Photo by Jungwoo Hong on Unsplash

UPDATED 2021-03-04:
This article now includes all Kickstarter campaigns that launched in 2020. The significant increase in sample sizes has resulted in minor changes to the outcome of our original analysis. Portions of this article have been rewritten to reflect those changes.

It often takes a lot of data to properly analyze complex issues, and Kickstarter is no exception! But while we wait for the data to slowly pour in, I thought it would be interesting to look at the different categories Kickstarter has to offer, and how they make up the whole.

Kickstarter Categories

Kickstarter has 15 parent categories for different projects, and those parent categories break down into even more standard categories. Here’s a quick look at the top 10 based on percentage of total projects launched from January through December 2020.

Chart showing most popular categories on Kickstarter

That’s pretty cool, but we’re probably more interested in what categories have the highest success rates:

Chart showing most successful categories on Kickstarter

And Anthology Comics takes the gold, at an impressive 85.7% success rate! Board games – the largest category – is still pretty impressive though, at 71.8%, which is good to know as Grumpy Spider works toward launching our first game.

But all this got me curious – what if we looked at popularity of a category vs success? I wonder what that would look like. Thus, I present this hub & spoke chart of Kickstarter’s category hierarchies showing popularity vs success rates!

Chart showing popularity and success rates of Kickstarter categories

The lines show category hierarchies, the size represents the percentage of total projects that are from that category, and the brightness shows the success rate of that category. Also, in order to get a dedicated node, a category had to make up at least 7% of its parent node. Otherwise, they were lumped into their respective “Other” buckets.

The success rate of Kickstarter overall in 2020 was just over 51%, but individual categories can differ quite a bit from that, obviously. Just look at poor Technology… a relatively popular category, but really low success rates overall. I almost feel bad for Apps, which takes last place, at a measly 7% success rate.

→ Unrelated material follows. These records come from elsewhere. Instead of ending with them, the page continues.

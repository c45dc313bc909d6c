use std::path::{Path, PathBuf};

use anyhow::{Context, Result};
use log::{debug, warn};

use crate::error::BenchError;

use super::git_lowlevel::{
    git_log_short_hashes, git_rev_parse_short, git_show_toplevel, git_status_short,
};

/// The repository and commit that a benchmark run is attributed to.
#[derive(Debug, Clone, PartialEq, Eq)]
pub struct Workspace {
    pub root: PathBuf,
    pub commit: String,
}

pub fn get_repository_root(working_dir: Option<&Path>) -> Result<PathBuf> {
    let root = git_show_toplevel(&working_dir).context("Failed to determine repository root")?;
    Ok(PathBuf::from(root))
}

pub fn get_head_short_hash(working_dir: Option<&Path>) -> Result<String> {
    git_rev_parse_short("HEAD", &working_dir).map_err(|e| {
        debug!("{e}");
        BenchError::UnresolvedCommit.into()
    })
}

/// Lines of `git status --porcelain`; empty for a clean working tree.
pub fn get_uncommitted_changes(working_dir: Option<&Path>) -> Result<Vec<String>> {
    Ok(git_status_short(&working_dir)?)
}

/// Short hashes of all commits reachable from HEAD, newest first.
pub fn get_commit_log(working_dir: Option<&Path>) -> Result<Vec<String>> {
    git_log_short_hashes(&working_dir).context("Failed to read commit log")
}

/// Resolve the repository root and the short hash of HEAD.
///
/// Timings must belong to an exact commit, so a dirty working tree is refused
/// unless `force` is set.
pub fn verify_workspace(working_dir: Option<&Path>, force: bool) -> Result<Workspace> {
    let root = get_repository_root(working_dir)?;
    let changes = get_uncommitted_changes(Some(&root))?;
    if !changes.is_empty() {
        if force {
            warn!(
                "Working tree has {} uncommitted change(s), continuing anyway",
                changes.len()
            );
        } else {
            return Err(BenchError::UncommittedChanges.into());
        }
    }
    let commit = get_head_short_hash(Some(&root))?;
    debug!("Workspace {} at commit {}", root.display(), commit);
    Ok(Workspace { root, commit })
}
//! XML Spreadsheet 2003 output.
//!
//! Every app gets its own worksheet laid out as
//!
//! ```text
//! row 1        <Dsl>/<App>              (merged title)
//! row 2        Run | <config> | ...
//! row 3..      1   | sample   | ...     (one row per repetition)
//!              Mean    | =AVERAGE over the samples kept after warm-up
//!              Speedup | mean of the first configuration / mean of this one
//! ```
//!
//! Mean and speedup are spreadsheet formulas so the raw numbers can be edited
//! afterwards. Cells without data stay empty instead of holding a formula that
//! would evaluate to an error.

use anyhow::Result;
use quick_xml::{
    events::{BytesDecl, BytesEnd, BytesStart, BytesText, Event},
    Writer,
};

use crate::{
    aggregator::{AggregatedResult, Aggregator},
    history::CommitSamples,
    registry::App,
    reporting::{ReportDocument, Reporter},
};

/// Spreadsheet row (1-based) holding the first sample.
const FIRST_SAMPLE_ROW: usize = 3;

const NAMESPACES: &[(&str, &str)] = &[
    ("xmlns", "urn:schemas-microsoft-com:office:spreadsheet"),
    ("xmlns:o", "urn:schemas-microsoft-com:office:office"),
    ("xmlns:x", "urn:schemas-microsoft-com:office:excel"),
    ("xmlns:ss", "urn:schemas-microsoft-com:office:spreadsheet"),
    ("xmlns:html", "http://www.w3.org/TR/REC-html40"),
];

type Attributes = &'static [(&'static str, &'static str)];

const CALIBRI: (&str, &str) = ("ss:FontName", "Calibri");
const SWISS: (&str, &str) = ("x:Family", "Swiss");
const SIZE: (&str, &str) = ("ss:Size", "12");
const BOLD: (&str, &str) = ("ss:Bold", "1");
const THREE_DECIMALS: (&str, &str) = ("ss:Format", "0.000");

/// Sample values
const STYLE_SAMPLE: &str = "s1";
/// Mean row
const STYLE_MEAN: &str = "s2";
/// Column headers
const STYLE_HEADER: &str = "s3";
/// Repetition index column
const STYLE_INDEX: &str = "s4";
/// Speedup row
const STYLE_SPEEDUP: &str = "s5";
/// Worksheet title
const STYLE_TITLE: &str = "s6";

const STYLES: &[(&str, &[(&str, Attributes)])] = &[
    (
        STYLE_SAMPLE,
        &[
            ("Alignment", &[("ss:Vertical", "Bottom")]),
            ("Font", &[CALIBRI, SWISS, SIZE, ("ss:Color", "#000000")]),
            ("NumberFormat", &[THREE_DECIMALS]),
            ("Interior", &[]),
        ],
    ),
    (
        STYLE_MEAN,
        &[
            ("Font", &[CALIBRI, SWISS, SIZE, ("ss:Color", "#000000"), BOLD]),
            ("Interior", &[("ss:Color", "#A2BD90"), ("ss:Pattern", "Solid")]),
            ("NumberFormat", &[THREE_DECIMALS]),
        ],
    ),
    (
        STYLE_HEADER,
        &[
            (
                "Font",
                &[CALIBRI, SIZE, ("ss:Color", "#FFFFFF"), BOLD, ("ss:Italic", "1")],
            ),
            ("Interior", &[("ss:Color", "#000000"), ("ss:Pattern", "Solid")]),
        ],
    ),
    (
        STYLE_INDEX,
        &[
            (
                "Alignment",
                &[("ss:Horizontal", "Left"), ("ss:Vertical", "Bottom")],
            ),
            ("Font", &[CALIBRI, SWISS, SIZE, ("ss:Color", "#000000")]),
            ("Interior", &[("ss:Color", "#969696"), ("ss:Pattern", "Solid")]),
        ],
    ),
    (
        STYLE_SPEEDUP,
        &[
            ("Font", &[CALIBRI, SWISS, SIZE, ("ss:Color", "#000000"), BOLD]),
            ("Interior", &[("ss:Color", "#FFCC00"), ("ss:Pattern", "Solid")]),
            ("NumberFormat", &[THREE_DECIMALS]),
        ],
    ),
    (
        STYLE_TITLE,
        &[
            (
                "Font",
                &[
                    CALIBRI,
                    SIZE,
                    ("ss:Color", "#FFFFFF"),
                    BOLD,
                    ("ss:Underline", "Single"),
                ],
            ),
            ("Interior", &[("ss:Color", "#000000"), ("ss:Pattern", "Solid")]),
        ],
    ),
];

/// The samples of one app on one commit, one column per configuration.
#[derive(Debug, Clone, PartialEq)]
pub struct AppSheet {
    pub name: String,
    pub title: String,
    pub columns: Vec<AggregatedResult>,
}

impl AppSheet {
    pub fn new(app: &App, commit: &CommitSamples, aggregator: &Aggregator) -> Result<AppSheet> {
        let columns = app
            .configs
            .iter()
            .map(|config| commit.aggregate(app, config, aggregator))
            .collect::<Result<Vec<_>>>()?;
        Ok(AppSheet {
            name: app.name.clone(),
            title: app.qualified_name(),
            columns,
        })
    }

    /// Number of sample rows, given by the configuration with the most repetitions.
    pub fn sample_rows(&self) -> usize {
        self.columns
            .iter()
            .map(|c| c.raw_samples.len())
            .max()
            .unwrap_or(0)
    }

    fn mean_formula(column: &AggregatedResult) -> Option<String> {
        column.kept_range().map(|range| {
            format!(
                "=AVERAGE(R{}C:R{}C)",
                FIRST_SAMPLE_ROW + range.start,
                FIRST_SAMPLE_ROW + range.end - 1
            )
        })
    }
}

struct Cell<'a> {
    style: &'a str,
    merge_across: Option<usize>,
    formula: Option<String>,
    data: Option<(&'static str, String)>,
}

impl<'a> Cell<'a> {
    fn empty(style: &'a str) -> Cell<'a> {
        Cell {
            style,
            merge_across: None,
            formula: None,
            data: None,
        }
    }

    fn text(style: &'a str, text: &str) -> Cell<'a> {
        Cell {
            data: Some(("String", text.to_owned())),
            ..Cell::empty(style)
        }
    }

    fn number(style: &'a str, value: impl ToString) -> Cell<'a> {
        Cell {
            data: Some(("Number", value.to_string())),
            ..Cell::empty(style)
        }
    }

    fn formula(style: &'a str, formula: Option<String>) -> Cell<'a> {
        Cell {
            formula,
            ..Cell::empty(style)
        }
    }

    fn merge_across(mut self, columns: usize) -> Cell<'a> {
        self.merge_across = Some(columns);
        self
    }

    fn write<W: std::io::Write>(&self, writer: &mut Writer<W>) -> Result<()> {
        let mut start = BytesStart::new("Cell");
        if let Some(columns) = self.merge_across {
            start.push_attribute(("ss:MergeAcross", columns.to_string().as_str()));
        }
        start.push_attribute(("ss:StyleID", self.style));
        if let Some(formula) = &self.formula {
            start.push_attribute(("ss:Formula", formula.as_str()));
        }

        match &self.data {
            None => writer.write_event(Event::Empty(start))?,
            Some((kind, value)) => {
                writer.write_event(Event::Start(start))?;
                let mut data = BytesStart::new("Data");
                data.push_attribute(("ss:Type", *kind));
                writer.write_event(Event::Start(data))?;
                writer.write_event(Event::Text(BytesText::new(value)))?;
                writer.write_event(Event::End(BytesEnd::new("Data")))?;
                writer.write_event(Event::End(BytesEnd::new("Cell")))?;
            }
        }
        Ok(())
    }
}

fn write_row<W: std::io::Write>(writer: &mut Writer<W>, cells: &[Cell<'_>]) -> Result<()> {
    writer.write_event(Event::Start(BytesStart::new("Row")))?;
    for cell in cells {
        cell.write(writer)?;
    }
    writer.write_event(Event::End(BytesEnd::new("Row")))?;
    Ok(())
}

fn write_styles<W: std::io::Write>(writer: &mut Writer<W>) -> Result<()> {
    writer.write_event(Event::Start(BytesStart::new("Styles")))?;
    for (id, elements) in STYLES {
        let mut style = BytesStart::new("Style");
        style.push_attribute(("ss:ID", *id));
        writer.write_event(Event::Start(style))?;
        for (name, attributes) in *elements {
            let mut element = BytesStart::new(*name);
            for attribute in *attributes {
                element.push_attribute(*attribute);
            }
            writer.write_event(Event::Empty(element))?;
        }
        writer.write_event(Event::End(BytesEnd::new("Style")))?;
    }
    writer.write_event(Event::End(BytesEnd::new("Styles")))?;
    Ok(())
}

fn write_worksheet<W: std::io::Write>(writer: &mut Writer<W>, sheet: &AppSheet) -> Result<()> {
    let mut worksheet = BytesStart::new("Worksheet");
    worksheet.push_attribute(("ss:Name", sheet.name.as_str()));
    writer.write_event(Event::Start(worksheet))?;
    writer.write_event(Event::Start(BytesStart::new("Table")))?;

    write_row(
        writer,
        &[Cell::text(STYLE_TITLE, &sheet.title).merge_across(sheet.columns.len())],
    )?;

    let header = std::iter::once(Cell::text(STYLE_HEADER, "Run"))
        .chain(
            sheet
                .columns
                .iter()
                .map(|c| Cell::text(STYLE_HEADER, c.run_key.config())),
        )
        .collect::<Vec<_>>();
    write_row(writer, &header)?;

    for index in 0..sheet.sample_rows() {
        let row = std::iter::once(Cell::number(STYLE_INDEX, index + 1))
            .chain(sheet.columns.iter().map(|c| {
                match c.raw_samples.as_slice().get(index) {
                    Some(value) => Cell::number(STYLE_SAMPLE, value),
                    None => Cell::empty(STYLE_SAMPLE),
                }
            }))
            .collect::<Vec<_>>();
        write_row(writer, &row)?;
    }

    let means = sheet
        .columns
        .iter()
        .map(AppSheet::mean_formula)
        .collect::<Vec<_>>();

    let mean_row = std::iter::once(Cell::text(STYLE_MEAN, "Mean"))
        .chain(
            means
                .iter()
                .map(|formula| Cell::formula(STYLE_MEAN, formula.clone())),
        )
        .collect::<Vec<_>>();
    write_row(writer, &mean_row)?;

    let baseline_present = means.first().is_some_and(Option::is_some);
    let speedup_row = std::iter::once(Cell::text(STYLE_SPEEDUP, "Speedup"))
        .chain(means.iter().map(|formula| {
            let speedup = (baseline_present && formula.is_some())
                .then(|| "=R[-1]C2/R[-1]C".to_owned());
            Cell::formula(STYLE_SPEEDUP, speedup)
        }))
        .collect::<Vec<_>>();
    write_row(writer, &speedup_row)?;

    writer.write_event(Event::End(BytesEnd::new("Table")))?;
    writer.write_event(Event::End(BytesEnd::new("Worksheet")))?;
    Ok(())
}

pub fn write_workbook(sheets: &[AppSheet]) -> Result<Vec<u8>> {
    let mut writer = Writer::new_with_indent(Vec::new(), b' ', 2);
    writer.write_event(Event::Decl(BytesDecl::new("1.0", Some("UTF-8"), None)))?;

    let mut workbook = BytesStart::new("Workbook");
    for attribute in NAMESPACES {
        workbook.push_attribute(*attribute);
    }
    writer.write_event(Event::Start(workbook))?;
    write_styles(&mut writer)?;
    for sheet in sheets {
        write_worksheet(&mut writer, sheet)?;
    }
    writer.write_event(Event::End(BytesEnd::new("Workbook")))?;

    Ok(writer.into_inner())
}

pub struct SpreadsheetReporter;

impl Reporter for SpreadsheetReporter {
    fn render(&self, document: &ReportDocument) -> Result<Vec<u8>> {
        write_workbook(&document.sheets)
    }
}

#[cfg(test)]
mod test {
    use super::*;
    use crate::{
        aggregator::WarmupPolicy,
        data::SampleSet,
        registry::{Config, Dsl},
        run_key::RunKey,
        sample_store::SampleStore,
    };
    use tempfile::tempdir;

    fn sheet_for(samples: &[(&str, &[f64])], configs: &[Config]) -> AppSheet {
        let dir = tempdir().unwrap();
        let store = SampleStore::new(dir.path());
        let app = App::new("logreg", &Dsl::forge("OptiML"), "LogReg", "", configs);
        for (config, values) in samples {
            let key = RunKey::new("abc1234", "LogReg", *config).unwrap();
            store.write(&key, &SampleSet::from(values.to_vec())).unwrap();
        }
        let commit = CommitSamples::load(&store, "abc1234", &[&app]).unwrap();
        AppSheet::new(&app, &commit, &Aggregator::new(WarmupPolicy::HalfDiscard)).unwrap()
    }

    fn render(sheet: AppSheet) -> String {
        String::from_utf8(write_workbook(&[sheet]).unwrap()).unwrap()
    }

    #[test]
    fn complete_sheet() {
        let sheet = sheet_for(
            &[
                ("smp1", &[10.0, 20.0, 30.0, 40.0]),
                ("smp2", &[5.0, 6.0, 7.0, 8.0]),
            ],
            &[Config::smp(1), Config::smp(2)],
        );
        assert_eq!(sheet.sample_rows(), 4);
        let xml = render(sheet);

        assert!(xml.starts_with("<?xml version=\"1.0\" encoding=\"UTF-8\"?>"));
        assert!(xml.contains("xmlns:ss=\"urn:schemas-microsoft-com:office:spreadsheet\""));
        assert!(xml.contains("<Worksheet ss:Name=\"LogReg\">"));
        assert!(xml.contains("ss:MergeAcross=\"2\" ss:StyleID=\"s6\""));
        assert!(xml.contains(">OptiML/LogReg</Data>"));
        assert!(xml.contains(">Run</Data>"));
        assert!(xml.contains(">smp2</Data>"));
        assert!(xml.contains(">40</Data>"));
        assert_eq!(xml.matches("ss:Formula=\"=AVERAGE(R5C:R6C)\"").count(), 2);
        assert_eq!(xml.matches("ss:Formula=\"=R[-1]C2/R[-1]C\"").count(), 2);
        assert_eq!(xml.matches("<Style ss:ID=").count(), 6);
    }

    #[test]
    fn missing_and_partial_data_leave_cells_empty() {
        let sheet = sheet_for(
            &[("smp1", &[1.0, 2.0, 3.0]), ("smp4", &[2.0])],
            &[Config::smp(1), Config::smp(2), Config::smp(4)],
        );
        assert_eq!(sheet.sample_rows(), 3);
        assert!(!sheet.columns[1].stored);
        let xml = render(sheet);

        assert!(xml.contains("ss:Formula=\"=AVERAGE(R4C:R5C)\""));
        assert!(xml.contains("ss:Formula=\"=AVERAGE(R3C:R3C)\""));
        assert!(xml.contains("<Cell ss:StyleID=\"s2\"/>"));
        assert!(xml.contains("<Cell ss:StyleID=\"s5\"/>"));
        assert_eq!(xml.matches("ss:Formula=\"=R[-1]C2/R[-1]C\"").count(), 2);
        assert!(!xml.contains("NaN"));
    }

    #[test]
    fn missing_baseline_has_no_speedup() {
        let sheet = sheet_for(
            &[("smp2", &[1.0, 2.0])],
            &[Config::smp(1), Config::smp(2)],
        );
        let xml = render(sheet);
        assert!(xml.contains("ss:Formula=\"=AVERAGE(R4C:R4C)\""));
        assert!(!xml.contains("R[-1]C2"));
    }
}
use anyhow::Result;
use itertools::Itertools;

use crate::{
    aggregator::{AggregatedResult, Aggregator},
    history::CommitSamples,
    registry::App,
};

/// One labelled bar group of a comparison: a commit or an app.
#[derive(Debug, Clone, PartialEq)]
pub struct Series {
    pub label: String,
    /// Aligned with [`ComparisonSeries::categories`]. `None` where the series has no
    /// such configuration at all.
    pub cells: Vec<Option<AggregatedResult>>,
}

impl Series {
    /// Mean of the cell at `index`, 0.0 if there is no data for it.
    pub fn value(&self, index: usize) -> f64 {
        self.cells
            .get(index)
            .and_then(Option::as_ref)
            .map(|result| result.mean)
            .unwrap_or(0.0)
    }
}

#[derive(Debug, Clone, PartialEq)]
pub struct ComparisonSeries {
    pub title: String,
    /// Configuration names in x-axis order.
    pub categories: Vec<String>,
    pub series: Vec<Series>,
}

impl ComparisonSeries {
    pub fn labels(&self) -> Vec<String> {
        self.series.iter().map(|s| s.label.clone()).collect()
    }
}

/// How one app performed on each of the given commits, newest first.
pub fn version_comparison(
    app: &App,
    commits: &[CommitSamples],
    aggregator: &Aggregator,
) -> Result<ComparisonSeries> {
    let categories = app.configs.iter().map(|c| c.name.clone()).collect();
    let series = commits
        .iter()
        .map(|commit| -> Result<Series> {
            let cells = app
                .configs
                .iter()
                .map(|config| commit.aggregate(app, config, aggregator).map(Some))
                .try_collect()?;
            Ok(Series {
                label: commit.commit().to_owned(),
                cells,
            })
        })
        .try_collect()?;

    Ok(ComparisonSeries {
        title: format!("{} Performance Comparison", app.qualified_name()),
        categories,
        series,
    })
}

/// Several apps side by side on one commit.
///
/// The x-axis follows the configurations of the first app; the other apps are matched by
/// configuration name.
pub fn app_comparison(
    apps: &[&App],
    commit: &CommitSamples,
    aggregator: &Aggregator,
) -> Result<ComparisonSeries> {
    let categories: Vec<String> = apps
        .first()
        .map(|app| app.configs.iter().map(|c| c.name.clone()).collect())
        .unwrap_or_default();

    let series = apps
        .iter()
        .map(|app| -> Result<Series> {
            let cells = categories
                .iter()
                .map(|name| {
                    app.config(name)
                        .map(|config| commit.aggregate(app, config, aggregator))
                        .transpose()
                })
                .try_collect()?;
            Ok(Series {
                label: app.name.clone(),
                cells,
            })
        })
        .try_collect()?;

    Ok(ComparisonSeries {
        title: format!(
            "{} Performance Comparison",
            apps.iter().map(|app| &app.name).join(" vs ")
        ),
        categories,
        series,
    })
}

#[cfg(test)]
mod test {
    use super::*;
    use crate::{
        aggregator::WarmupPolicy,
        data::SampleSet,
        registry::{Config, Dsl, Registry},
        run_key::RunKey,
        sample_store::SampleStore,
    };
    use tempfile::tempdir;

    #[test]
    fn version_comparison_with_a_missing_commit() {
        let dir = tempdir().unwrap();
        let store = SampleStore::new(dir.path());
        let registry = Registry::standard();
        let logreg = registry.app("logreg").unwrap();
        store
            .write(
                &RunKey::new("aaaaaaa", "LogReg", "smp4").unwrap(),
                &SampleSet::from(vec![10.0, 20.0, 30.0, 40.0]),
            )
            .unwrap();

        let commits = ["aaaaaaa", "bbbbbbb"]
            .iter()
            .map(|hash| CommitSamples::load(&store, hash, &[logreg]).unwrap())
            .collect_vec();
        let aggregator = Aggregator::new(WarmupPolicy::HalfDiscard);

        let comparison = version_comparison(logreg, &commits, &aggregator).unwrap();
        assert_eq!(comparison.title, "OptiML/LogReg Performance Comparison");
        assert_eq!(comparison.labels(), vec!["aaaaaaa", "bbbbbbb"]);
        assert_eq!(comparison.categories.len(), 8);

        let smp4 = comparison
            .categories
            .iter()
            .position(|c| c == "smp4")
            .unwrap();
        assert_eq!(comparison.series[0].value(smp4), 35.0);
        assert_eq!(comparison.series[1].value(smp4), 0.0);
        assert!(!comparison.series[1].cells[smp4].as_ref().unwrap().stored);
    }

    #[test]
    fn app_comparison_matches_configurations_by_name() {
        let dir = tempdir().unwrap();
        let store = SampleStore::new(dir.path());
        let dsl = Dsl::forge("OptiML");
        let full = App::new("a", &dsl, "Full", "", &[Config::smp(1), Config::smp(2)]);
        let partial = App::new("b", &dsl, "Partial", "", &[Config::smp(2)]);
        store
            .write(
                &RunKey::new("ccccccc", "Partial", "smp2").unwrap(),
                &SampleSet::from(vec![4.0, 2.0]),
            )
            .unwrap();

        let commit = CommitSamples::load(&store, "ccccccc", &[&full, &partial]).unwrap();
        let aggregator = Aggregator::new(WarmupPolicy::HalfDiscard);
        let comparison = app_comparison(&[&full, &partial], &commit, &aggregator).unwrap();

        assert_eq!(comparison.title, "Full vs Partial Performance Comparison");
        assert_eq!(comparison.categories, vec!["smp1", "smp2"]);
        assert!(comparison.series[1].cells[0].is_none());
        assert_eq!(comparison.series[1].value(0), 0.0);
        assert_eq!(comparison.series[1].value(1), 2.0);
        assert_eq!(comparison.series[0].value(1), 0.0);
    }
}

Meanwhile, Comics seems to do the best overall, with several of their categories doing unusually well.

Conclusion

I can’t say that I have many conclusions to draw – I just thought it was interesting. But there is one important thing to keep in mind as we move forward in this series…

Be careful not to take general information and assume it always applies to specific cases. For instance, Tabletop Games as a category has a 72% success rate. Does that mean that your next tabletop campaign has a 72% chance of success? Absolutely not! Individual cases are much too complex for such simple predictions – that’s why we need lots of data, and solid methods of statistical analysis to help us find what really helps or hurts the average campaign. And that’s just what this series is all about!